Trump’s pardon of Hernandez was already under intense scrutiny before Maduro’s ouster. Sen. Mark Warner, D-Va., ranking member of the Senate Intelligence Committee, said in a statement: “The hypocrisy underlying this decision is particularly glaring.”
“The same president recently pardoned former Honduran President Juan Orlando Hernández, who was convicted in a U.S. court on serious drug trafficking charges, including conspiring with narcotics traffickers while in office,” Warner said. “But the administration argues that similar allegations justify the use of military force against another sovereign nation. You cannot credibly argue that drug trafficking charges warrant invasion in one case but declare amnesty in the other.”

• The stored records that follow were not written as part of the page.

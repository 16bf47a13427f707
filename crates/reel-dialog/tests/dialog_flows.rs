//! End-to-end dialog flows through the session manager.

use std::sync::Arc;

use reel_core::config::ReelConfig;
use reel_core::{DecisionKind, Slot, UserSignal};
use reel_dialog::DialogManager;
use reel_domain::MovieCatalog;
use uuid::Uuid;

fn manager() -> DialogManager {
    DialogManager::new(ReelConfig::default(), Arc::new(MovieCatalog::sample()))
}

fn turn(
    manager: &DialogManager,
    session: Uuid,
    signals: Vec<UserSignal>,
) -> reel_core::SystemDecision {
    manager.handle_turn(session, &signals).unwrap()
}

#[test]
fn test_pinpointing_a_movie_by_constraints() {
    let manager = manager();
    let session = manager.start_session().unwrap();

    let welcome = turn(&manager, session, vec![]);
    assert_eq!(welcome.kind, DecisionKind::Welcome);

    let decision = turn(
        &manager,
        session,
        vec![
            UserSignal::inform(Slot::Genres, "action"),
            UserSignal::inform(Slot::Cast, "Tom Cruise"),
            UserSignal::inform(Slot::ReleaseYear, "1986"),
        ],
    );
    assert_eq!(decision.kind, DecisionKind::InformByName);
    assert_eq!(decision.values(Slot::Title), &["Top Gun"]);
    assert_eq!(decision.first_value(Slot::Id), Some("744"));

    let bye = turn(&manager, session, vec![UserSignal::bye()]);
    assert_eq!(bye.kind, DecisionKind::Bye);
}

#[test]
fn test_disambiguation_then_field_question() {
    let manager = manager();
    let session = manager.start_session().unwrap();

    // Three Bruce Willis action movies from 1998.
    let list = turn(
        &manager,
        session,
        vec![
            UserSignal::inform(Slot::Cast, "Bruce Willis"),
            UserSignal::inform(Slot::ReleaseYear, "1998"),
        ],
    );
    assert_eq!(list.kind, DecisionKind::InformByAlternatives);
    assert_eq!(list.values(Slot::Id).len(), 3);

    // Picking one by id pins it.
    let picked = turn(&manager, session, vec![UserSignal::inform(Slot::Id, "95")]);
    assert_eq!(picked.kind, DecisionKind::InformByName);
    assert_eq!(picked.values(Slot::Title), &["Armageddon"]);

    // A field question is answered from the pinned record.
    let answer = turn(&manager, session, vec![UserSignal::request(Slot::Overview)]);
    assert_eq!(answer.kind, DecisionKind::InformByName);
    assert!(answer.values(Slot::Overview)[0].contains("asteroid"));
    assert_eq!(answer.first_value(Slot::Id), Some("95"));
}

#[test]
fn test_alternatives_walk_the_match_set_without_repeats() {
    let manager = manager();
    let session = manager.start_session().unwrap();

    turn(
        &manager,
        session,
        vec![
            UserSignal::inform(Slot::Cast, "Bruce Willis"),
            UserSignal::inform(Slot::ReleaseYear, "1998"),
        ],
    );
    let first = turn(&manager, session, vec![UserSignal::inform(Slot::Id, "95")]);
    assert_eq!(first.first_value(Slot::Id), Some("95"));

    let second = turn(&manager, session, vec![UserSignal::request_alternatives()]);
    let third = turn(&manager, session, vec![UserSignal::request_alternatives()]);
    assert_eq!(second.kind, DecisionKind::InformByAlternatives);
    assert_eq!(third.kind, DecisionKind::InformByAlternatives);

    let mut offered = vec![
        first.first_value(Slot::Id).unwrap().to_string(),
        second.first_value(Slot::Id).unwrap().to_string(),
        third.first_value(Slot::Id).unwrap().to_string(),
    ];
    offered.sort();
    offered.dedup();
    assert_eq!(offered.len(), 3, "every offer must be a fresh record");

    // All three 1998 Bruce Willis movies have been offered.
    let exhausted = turn(&manager, session, vec![UserSignal::request_alternatives()]);
    assert_eq!(exhausted.kind, DecisionKind::NothingFound);
}

#[test]
fn test_alternatives_need_enough_constraints() {
    let manager = manager();
    let session = manager.start_session().unwrap();

    turn(
        &manager,
        session,
        vec![UserSignal::inform(Slot::Genres, "action")],
    );
    let decision = turn(&manager, session, vec![UserSignal::request_alternatives()]);
    assert_eq!(decision.kind, DecisionKind::Bad);
}

#[test]
fn test_specific_or_suggestion_fork() {
    // Affirming the confirmation keeps the slot-filling hunt going.
    let manager = manager();
    let session = manager.start_session().unwrap();

    let confirm = turn(
        &manager,
        session,
        vec![UserSignal::inform(Slot::Genres, "comedy")],
    );
    assert_eq!(confirm.kind, DecisionKind::Confirm);
    assert!(confirm.slot_values.contains_key(&Slot::LookingForSpecific));

    let narrow = turn(&manager, session, vec![UserSignal::affirm()]);
    assert_eq!(narrow.kind, DecisionKind::Request);
    assert!(narrow.slot_values.contains_key(&Slot::Cast));

    let found = turn(
        &manager,
        session,
        vec![UserSignal::inform(Slot::Cast, "Jim Carrey")],
    );
    assert_eq!(found.kind, DecisionKind::InformByName);
    assert_eq!(found.values(Slot::Title), &["The Mask"]);

    // Denying it flips straight to a recommendation instead.
    let session = manager.start_session().unwrap();
    turn(
        &manager,
        session,
        vec![UserSignal::inform(Slot::Genres, "comedy")],
    );
    let suggestion = turn(&manager, session, vec![UserSignal::deny()]);
    assert_eq!(suggestion.kind, DecisionKind::ShowRecommendation);
    assert!(suggestion.first_value(Slot::Id).is_some());
}

#[test]
fn test_indifference_to_a_requested_slot() {
    let manager = manager();
    let session = manager.start_session().unwrap();

    let request = turn(
        &manager,
        session,
        vec![
            UserSignal::inform(Slot::Genres, "action"),
            UserSignal::inform(Slot::ReleaseYear, "1990"),
        ],
    );
    assert_eq!(request.kind, DecisionKind::Request);
    assert!(request.slot_values.contains_key(&Slot::Cast));

    // "I don't care" stops the hunt and turns into a suggestion.
    let suggestion = turn(&manager, session, vec![UserSignal::dontcare(None)]);
    assert_eq!(suggestion.kind, DecisionKind::ShowRecommendation);
    assert_eq!(suggestion.values(Slot::ReleaseYear), &["1990"]);
}

#[test]
fn test_changing_your_mind_replaces_the_constraint() {
    let manager = manager();
    let session = manager.start_session().unwrap();

    turn(
        &manager,
        session,
        vec![
            UserSignal::inform(Slot::Cast, "Bruce Willis"),
            UserSignal::inform(Slot::ReleaseYear, "1998"),
        ],
    );
    // Re-inform the year: the old value must not linger.
    let decision = turn(
        &manager,
        session,
        vec![UserSignal::inform(Slot::ReleaseYear, "1990")],
    );
    assert_eq!(decision.kind, DecisionKind::InformByName);
    assert_eq!(decision.values(Slot::Title), &["Die Hard 2"]);
}

#[test]
fn test_year_range_constraints() {
    let manager = manager();
    let session = manager.start_session().unwrap();

    // Eighties action with Tom Cruise: only Top Gun qualifies.
    let decision = turn(
        &manager,
        session,
        vec![
            UserSignal::inform(Slot::Cast, "Tom Cruise"),
            UserSignal::inform(Slot::ReleaseYear, ">=1980"),
            UserSignal::inform(Slot::ReleaseYear, "<=1989"),
        ],
    );
    assert_eq!(decision.kind, DecisionKind::InformByName);
    assert_eq!(decision.values(Slot::Title), &["Top Gun"]);
}

#[test]
fn test_thanks_starts_a_fresh_request() {
    let manager = manager();
    let session = manager.start_session().unwrap();

    turn(
        &manager,
        session,
        vec![
            UserSignal::inform(Slot::Genres, "action"),
            UserSignal::inform(Slot::Cast, "Tom Cruise"),
            UserSignal::inform(Slot::ReleaseYear, "1986"),
        ],
    );
    let more = turn(&manager, session, vec![UserSignal::thanks()]);
    assert_eq!(more.kind, DecisionKind::RequestMore);

    // The old constraints are gone; a new search starts clean.
    let decision = turn(
        &manager,
        session,
        vec![
            UserSignal::inform(Slot::Genres, "comedy"),
            UserSignal::inform(Slot::Cast, "Bill Murray"),
        ],
    );
    assert_eq!(decision.kind, DecisionKind::InformByName);
    assert_eq!(decision.values(Slot::Title), &["Groundhog Day"]);
}

#[test]
fn test_declining_anything_else_says_goodbye() {
    let manager = manager();
    let session = manager.start_session().unwrap();

    turn(
        &manager,
        session,
        vec![UserSignal::inform(Slot::Genres, "action")],
    );
    turn(&manager, session, vec![UserSignal::thanks()]);
    let bye = turn(&manager, session, vec![UserSignal::deny()]);
    assert_eq!(bye.kind, DecisionKind::Bye);

    // The session is over for good.
    assert!(manager.handle_turn(session, &[]).is_err());
}

#[test]
fn test_domain_switch_wipes_the_conversation() {
    let manager = manager();
    let session = manager.start_session().unwrap();

    turn(
        &manager,
        session,
        vec![
            UserSignal::inform(Slot::Cast, "Bruce Willis"),
            UserSignal::inform(Slot::ReleaseYear, "1998"),
        ],
    );
    let decision = turn(
        &manager,
        session,
        vec![
            UserSignal::domain_switch(),
            UserSignal::inform(Slot::Genres, "comedy"),
        ],
    );
    // Only the new constraint applies: broad comedy match, so the
    // specific-or-suggestion question comes back.
    assert_eq!(decision.kind, DecisionKind::Confirm);
    assert_eq!(decision.values(Slot::Genres), &["comedy"]);
    assert!(decision.values(Slot::Cast).is_empty());
}

#[test]
fn test_new_constraint_unpins_the_selected_movie() {
    let manager = manager();
    let session = manager.start_session().unwrap();

    let pinned = turn(&manager, session, vec![UserSignal::inform(Slot::Id, "744")]);
    assert_eq!(pinned.values(Slot::Title), &["Top Gun"]);

    let decision = turn(
        &manager,
        session,
        vec![
            UserSignal::inform(Slot::Genres, "comedy"),
            UserSignal::inform(Slot::Cast, "Tom Hanks"),
        ],
    );
    // Top Gun is no longer pinned; the comedy constraints stand alone.
    assert_eq!(decision.kind, DecisionKind::InformByAlternatives);
    assert_eq!(decision.values(Slot::Id).len(), 2);
}

#[test]
fn test_unparseable_turn_yields_bad() {
    let manager = manager();
    let session = manager.start_session().unwrap();
    let decision = turn(&manager, session, vec![UserSignal::bad()]);
    assert_eq!(decision.kind, DecisionKind::Bad);
}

At the press conference held after Maduro’s capture on Saturday, Trump was pressured about the pardon. He said Hernandez was “very unfairly persecuted.”
“He was treated the same way the Biden administration treated a man named Trump,” Trump said, referring to his own criminal investigations for allegedly hoarding classified documents and trying to overturn the 2020 election after leaving office after his first term as president.
Trump also cited his support for Honduras’ president-elect Nasry Asfura as another reason for the pardon.
“He’s also a member of the winning guy’s party, so obviously people liked what I did,” Trump said. “One of the reasons was that the party in power felt very strongly that this man was treated very badly.”
Trump also pointed to Rubio and other members of his national security team when explaining why he issued the pardon.
“I went to a lot of people who stood behind me and they felt like that man was being persecuted and treated very badly,” he said.